Each line of the data below holding the word "LintRule" must be copied.

===== Data for the task

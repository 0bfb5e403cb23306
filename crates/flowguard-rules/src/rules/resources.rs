use flowguard_types::ViolationKind;

use crate::validation::{Diagnostic, LintRule, RuleContext};

/// Per-job timeout and step ceilings, then the workflow job ceiling.
pub(crate) struct ResourceLimitsRule;
impl LintRule for ResourceLimitsRule {
    fn name(&self) -> &str { "resource_limits" }
    fn kind(&self) -> ViolationKind { ViolationKind::ResourceLimit }
    fn apply(&self, ctx: &RuleContext<'_>) -> Vec<Diagnostic> {
        let limits = &ctx.policy.limits;
        let jobs = &ctx.workflow.jobs;
        let mut diags = Vec::new();

        for (id, job) in jobs {
            if job.timeout_minutes > limits.max_job_timeout_minutes {
                diags.push(
                    self.violation(format!(
                        "Job '{id}' timeout of {} minutes exceeds {}",
                        job.timeout_minutes, limits.max_job_timeout_minutes
                    ))
                    .in_job(id),
                );
            }
            if job.steps.len() > limits.max_steps_per_job {
                diags.push(
                    self.violation(format!(
                        "Job '{id}' has {} steps, more than {}",
                        job.steps.len(),
                        limits.max_steps_per_job
                    ))
                    .in_job(id)
                    .with_fix("Split the job or move steps into a composite action"),
                );
            }
        }

        if jobs.len() > limits.max_jobs {
            diags.push(
                self.violation(format!(
                    "Workflow has {} jobs, more than {}",
                    jobs.len(),
                    limits.max_jobs
                ))
                .with_fix("Split the workflow or use a matrix"),
            );
        }
        diags
    }
}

==========

**Solution for this exercise**
use crate::validation::{Diagnostic, LintRule, RuleContext};
impl LintRule for ResourceLimitsRule {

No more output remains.